McAllister opened his senior season by successfully defending his home court by winning the 138-pound division at the Centralia Holiday Classic on Dec. 9. An inch taller with more muscle than last year, he plans to settle into the 126-pound classification once postseason arrives.
“It’s different this year strength-wise. I feel like I can muscle around people more than normal,” McAllister said. “I’ve been lifting quite a bit since last season.

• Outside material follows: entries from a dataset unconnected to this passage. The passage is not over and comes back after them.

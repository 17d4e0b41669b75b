//! Vendor PHY bring-up.
//!
//! A [`PhyBringup`] walks one transceiver through
//!
//! ```text
//! Unconfigured -> ModeSelected -> SoftResetIssued -> ResetComplete -> Configured
//! ```
//!
//! driven by a [`PhyProfile`] that says which register selects the interface
//! mode, which register carries the reset, and whether generic
//! auto-negotiation follows. Three profiles cover the GXP boards:
//!
//! - [`PhyProfile::sgmii_to_copper`]: external Marvell-style PHY, paged, mode
//!   register 20 on page 18
//! - [`PhyProfile::internal`]: on-die PHY of the standard board, reset
//!   through BMCR with auto-negotiation enabled
//! - [`PhyProfile::internal_fixed_gmii`]: on-die PHY on Gen10+, GMII fixed
//!   at 1000/full, reset already in flight at hand-over

use crate::drivers::mmio::RegisterBus;
use crate::drivers::net::mdio::MdioBus;
use crate::drivers::net::netdev::NetworkError;
use crate::drivers::poll::Poller;

use super::{BMCR_ANENABLE, BMCR_LOOPBACK, BMCR_RESET, Capabilities, LinkNegotiator, MII_BMCR};

/// Page-select register on paged PHYs
pub const PAGE_SELECT: u8 = 22;

/// Bring-up progress of one PHY.
#[derive(Debug, Clone, Copy, PartialEq, Eq)]
pub enum PhyState {
    Unconfigured,
    ModeSelected,
    SoftResetIssued,
    ResetComplete,
    Configured,
}

/// MAC-side interface of the PHY.
#[derive(Debug, Clone, Copy, PartialEq, Eq)]
pub enum PhyInterface {
    Sgmii,
    Gmii,
}

/// Read-modify-write of a paged mode register.
#[derive(Debug, Clone, Copy, PartialEq, Eq)]
pub struct ModeSelect {
    pub page: u16,
    pub register: u8,
    pub mask: u16,
    pub value: u16,
}

/// Where the soft reset is triggered.
#[derive(Debug, Clone, Copy, PartialEq, Eq)]
pub enum ResetTarget {
    /// Bit 15 of the mode register, OR'd into the value just selected
    ModeRegister,
    /// Bit 15 of BMCR, optionally with auto-negotiation enabled
    Control { enable_autoneg: bool },
    /// Reset was started before hand-over; only wait for it
    AlreadyPending,
}

/// Everything that differs between the PHYs on a board.
#[derive(Debug, Clone, Copy, PartialEq, Eq)]
pub struct PhyProfile {
    pub interface: PhyInterface,
    pub supported: Capabilities,
    pub autoneg: bool,
    pub mode_select: Option<ModeSelect>,
    pub reset: ResetTarget,
    /// Reset the copper side through BMCR after the mode reset
    pub core_reset: bool,
    /// Run generic configuration once reset is done
    pub negotiate: bool,
}

impl PhyProfile {
    /// External PHY in SGMII-to-copper mode.
    pub const fn sgmii_to_copper() -> Self {
        Self {
            interface: PhyInterface::Sgmii,
            supported: Capabilities(
                Capabilities::BASE10_HALF.0
                    | Capabilities::BASE10_FULL.0
                    | Capabilities::BASE100_HALF.0
                    | Capabilities::BASE100_FULL.0
                    | Capabilities::BASE1000_FULL.0,
            ),
            autoneg: true,
            mode_select: Some(ModeSelect {
                page: 18,
                register: 20,
                mask: 0x0007,
                value: 0x0001,
            }),
            reset: ResetTarget::ModeRegister,
            core_reset: true,
            negotiate: true,
        }
    }

    /// On-die PHY feeding the external one (standard board).
    pub const fn internal() -> Self {
        Self {
            interface: PhyInterface::Gmii,
            supported: Capabilities(
                Capabilities::BASE10_HALF.0
                    | Capabilities::BASE10_FULL.0
                    | Capabilities::BASE100_HALF.0
                    | Capabilities::BASE100_FULL.0
                    | Capabilities::BASE1000_FULL.0,
            ),
            autoneg: true,
            mode_select: None,
            reset: ResetTarget::Control {
                enable_autoneg: true,
            },
            core_reset: false,
            negotiate: false,
        }
    }

    /// On-die PHY as the only PHY (Gen10+), fixed 1000/full.
    pub const fn internal_fixed_gmii() -> Self {
        Self {
            interface: PhyInterface::Gmii,
            supported: Capabilities::BASE1000_FULL,
            autoneg: false,
            mode_select: None,
            reset: ResetTarget::AlreadyPending,
            core_reset: false,
            negotiate: true,
        }
    }
}

/// Bring-up of one PHY on one bus.
pub struct PhyBringup<'a, R> {
    bus: &'a MdioBus<R>,
    addr: u8,
    profile: PhyProfile,
    poll: Poller,
    state: PhyState,
    mode_value: u16,
}

impl<'a, R: RegisterBus> PhyBringup<'a, R> {
    pub fn new(bus: &'a MdioBus<R>, addr: u8, profile: PhyProfile, poll: Poller) -> Self {
        Self {
            bus,
            addr,
            profile,
            poll,
            state: PhyState::Unconfigured,
            mode_value: 0,
        }
    }

    pub fn state(&self) -> PhyState {
        self.state
    }

    pub fn profile(&self) -> &PhyProfile {
        &self.profile
    }

    /// Perform one transition. `Configured` is terminal.
    pub fn step<N: LinkNegotiator<R>>(
        &mut self,
        negotiator: &mut N,
    ) -> Result<PhyState, NetworkError> {
        let next = match self.state {
            PhyState::Unconfigured => {
                self.clear_loopback()?;
                if let Some(sel) = self.profile.mode_select {
                    self.bus.write(self.addr, PAGE_SELECT, sel.page)?;
                    self.mode_value =
                        self.bus
                            .modify(self.addr, sel.register, sel.mask, sel.value)?;
                }
                PhyState::ModeSelected
            }
            PhyState::ModeSelected => {
                match self.profile.reset {
                    ResetTarget::ModeRegister => {
                        if let Some(sel) = self.profile.mode_select {
                            self.bus
                                .write(self.addr, sel.register, self.mode_value | BMCR_RESET)?;
                        }
                    }
                    ResetTarget::Control { enable_autoneg } => {
                        let mut bmcr = self.bus.read(self.addr, MII_BMCR)?;
                        if enable_autoneg {
                            bmcr |= BMCR_ANENABLE;
                        }
                        self.bus.write(self.addr, MII_BMCR, bmcr | BMCR_RESET)?;
                    }
                    ResetTarget::AlreadyPending => {}
                }
                PhyState::SoftResetIssued
            }
            PhyState::SoftResetIssued => {
                let reg = match (self.profile.reset, self.profile.mode_select) {
                    (ResetTarget::ModeRegister, Some(sel)) => sel.register,
                    _ => MII_BMCR,
                };
                self.wait_reset(reg)?;
                PhyState::ResetComplete
            }
            PhyState::ResetComplete => {
                if self.profile.core_reset {
                    if self.profile.mode_select.is_some() {
                        self.bus.write(self.addr, PAGE_SELECT, 0)?;
                    }
                    let bmcr = self.bus.read(self.addr, MII_BMCR)?;
                    self.bus.write(self.addr, MII_BMCR, bmcr | BMCR_RESET)?;
                    self.wait_reset(MII_BMCR)?;
                }
                if self.profile.negotiate {
                    negotiator.configure(self.bus, self.addr, &self.profile)?;
                }
                PhyState::Configured
            }
            PhyState::Configured => PhyState::Configured,
        };

        if next != self.state {
            log::debug!(
                "{}: PHY{} {:?} -> {:?}",
                self.bus.name(),
                self.addr,
                self.state,
                next
            );
        }
        self.state = next;
        Ok(next)
    }

    /// Step until `Configured`.
    pub fn run<N: LinkNegotiator<R>>(&mut self, negotiator: &mut N) -> Result<(), NetworkError> {
        while self.state != PhyState::Configured {
            self.step(negotiator)?;
        }
        Ok(())
    }

    fn clear_loopback(&self) -> Result<(), NetworkError> {
        if self.profile.mode_select.is_some() {
            self.bus.write(self.addr, PAGE_SELECT, 0)?;
        }
        let bmcr = self.bus.read(self.addr, MII_BMCR)?;
        if bmcr & BMCR_LOOPBACK != 0 {
            log::warn!(
                "{}: PHY{} loopback is enabled - clearing",
                self.bus.name(),
                self.addr
            );
            self.bus
                .write(self.addr, MII_BMCR, bmcr & !(BMCR_LOOPBACK | BMCR_RESET))?;
        }
        Ok(())
    }

    fn wait_reset(&self, reg: u8) -> Result<(), NetworkError> {
        let mut failure = None;
        let waited = self.poll.poll_until(|| match self.bus.read(self.addr, reg) {
            Ok(value) => value & BMCR_RESET == 0,
            Err(err) => {
                failure = Some(err);
                true
            }
        });
        if let Some(err) = failure {
            return Err(err.into());
        }
        waited.map_err(|timeout| {
            log::error!(
                "{}: PHY{} reset did not complete ({})",
                self.bus.name(),
                self.addr,
                timeout
            );
            NetworkError::from(timeout)
        })
    }
}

Getting stronger was a focus.”
McAllister and the Tigers will close out their 2A Evergreen Conference slate on January 24 when they travel to W.F. West before moving on the District 4 North 2A Sub-Regional tournament, which will be held on February 3 at the NW Subs Hub in Centralia.
The top four placers from sub-regional advance to the Region 1 tournament at Tumwater High School the following week to compete against wrestlers from Cascade, Wesco and Great Saint Helens League.
McAllister will be looking to capture his third regional crown and move on to the state tournament at the Tacoma Dome on February 16-17 where he will attempt to join a select list of Centralia wrestlers and become a three-time state placer.
Joe Amell (1976-78), Jay Brown (1978-80), Pelzel (2011-13) and Kyzer Bailey (2012-14) are the only Tigers to accomplish the feat at the state tournament, which began in 1953.
Unlike the previous two years, however, McAllister knows this season has considerably more weight to it as things progress for the simple reason that it will be his last wearing the Tigers singlet.
“There’s something to lose now. This is the last year, the last shot,” McAllister said. “You definitely feel that every time you step on the mat. You’re always thinking about that in the back of your head. It’s over after this year, but that’s something that’s always pushing me.”